February 29 – April 18, 2015
A functional aesthetics is necessitated, in part, by climate. For hot climes, shorts and chancletas adorn the human form, and slits, slats, and holes dress the built ones.
The New York-based artist Ruby Sky Stiler has built an exhibition of works that play in the sun, or rather, the track lighting of Locust Projects. Still, it gives you the feeling of walking around Miami: hanging panels of medium-density fibreboard were laser-cut to produce patterns of zig-zags, undulating waves, and Picassoish figures, referencing the brise soleils, those perforations of architecture common in the tropics that allow for the flow of air and light through the facades of buildings. From far they seem Romanesquely golden, like memorials to Pompeii; up close, the post-industrial brown of the fiberboard conjures images of standardized, transnational shipping.

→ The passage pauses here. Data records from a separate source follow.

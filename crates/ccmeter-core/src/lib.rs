//! ccmeter-core - Core library for ccmeter
//!
//! Ingests the assistant's JSONL usage logs incrementally, groups records
//! into session blocks with burn rates and projections, and coordinates
//! refreshes from file changes, timers, wake-from-sleep and day rollover.

pub mod aggregate;
pub mod blocks;
pub mod clock;
pub mod config;
pub mod dedup;
pub mod discovery;
pub mod error;
pub mod estimator;
pub mod event;
pub mod monitor;
pub mod parsers;
pub mod pricing;
pub mod refresh;
pub mod retry;
pub mod tracker;

pub use blocks::{active_block, auto_token_limit, build_blocks};
pub use clock::{Clock, FixedClock, SystemClock};
pub use config::{MonitorConfig, RefreshConfig};
pub use dedup::DedupFilter;
pub use error::{CoreError, LoadReport};
pub use event::{EventBus, MonitorEvent};
pub use monitor::UsageMonitor;
pub use refresh::{RefreshCoordinator, RefreshGate, TriggerKind};
pub use tracker::FileTracker;
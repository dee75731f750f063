//! Bounded retry with exponential backoff and jitter for transient I/O errors
//!
//! Log files are appended to while we read them; a read can hit a transient
//! OS error that succeeds a few milliseconds later.

use rand::RngExt;
use std::future::Future;
use std::io;
use std::time::Duration;
use tokio::time::sleep;
use tracing::debug;

/// Retry policy for transient per-file errors
#[derive(Debug, Clone)]
pub struct RetryPolicy {
    /// Total attempts, including the first one
    pub max_attempts: u32,
    /// Delay before the first retry; doubled on each subsequent retry
    pub base_delay: Duration,
    /// Cap on the backoff before jitter is added
    pub max_delay: Duration,
}

impl Default for RetryPolicy {
    fn default() -> Self {
        Self {
            max_attempts: 3,
            base_delay: Duration::from_millis(50),
            max_delay: Duration::from_secs(1),
        }
    }
}

impl RetryPolicy {
    /// Backoff before retry number `retry` (1-based), with up to 50% jitter
    pub fn delay_for(&self, retry: u32) -> Duration {
        let shift = retry.saturating_sub(1).min(16);
        let backoff = self.base_delay.saturating_mul(1u32 << shift).min(self.max_delay);

        let jitter_range = backoff.as_millis() as u64 / 2;
        let jitter = if jitter_range > 0 {
            rand::rng().random_range(0..=jitter_range)
        } else {
            0
        };

        backoff + Duration::from_millis(jitter)
    }
}

/// Errors worth retrying: the same call is likely to succeed shortly
pub fn is_transient(error: &io::Error) -> bool {
    matches!(
        error.kind(),
        io::ErrorKind::Interrupted | io::ErrorKind::WouldBlock | io::ErrorKind::TimedOut
    )
}

/// Run `op` until it succeeds, fails with a non-transient error, or the
/// policy's attempts are exhausted.
pub async fn with_backoff<T, F, Fut>(policy: &RetryPolicy, mut op: F) -> io::Result<T>
where
    F: FnMut() -> Fut,
    Fut: Future<Output = io::Result<T>>,
{
    let mut attempt = 1;
    loop {
        match op().await {
            Ok(value) => return Ok(value),
            Err(e) if is_transient(&e) && attempt < policy.max_attempts => {
                let delay = policy.delay_for(attempt);
                debug!(
                    attempt,
                    delay_ms = delay.as_millis() as u64,
                    error = %e,
                    "Transient I/O error, retrying"
                );
                sleep(delay).await;
                attempt += 1;
            }
            Err(e) => return Err(e),
        }
    }
}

The panels satisfy a desire for order, their geometry being impressively clean and repetitive, though their strict formalism may lack an expressive depth regarding the subject matter. However, the inclusion of human forms–which the artist’s sculptural practice engages regularly–creates an engaging cast of characters frozen in flat, decorative tombs. On the walls are a series of cast plaster reliefs, white and nearly blending into the background, strong allusions to the Deco and Miami Modern movements. Also on the wall, an animation plays depicting the changing arrangements of paper cutouts used for research.
Most pleasing are the shadows created by the panels, the eponymous breaks in the “sun” that do well in posing the central thread of the show: atmosphere.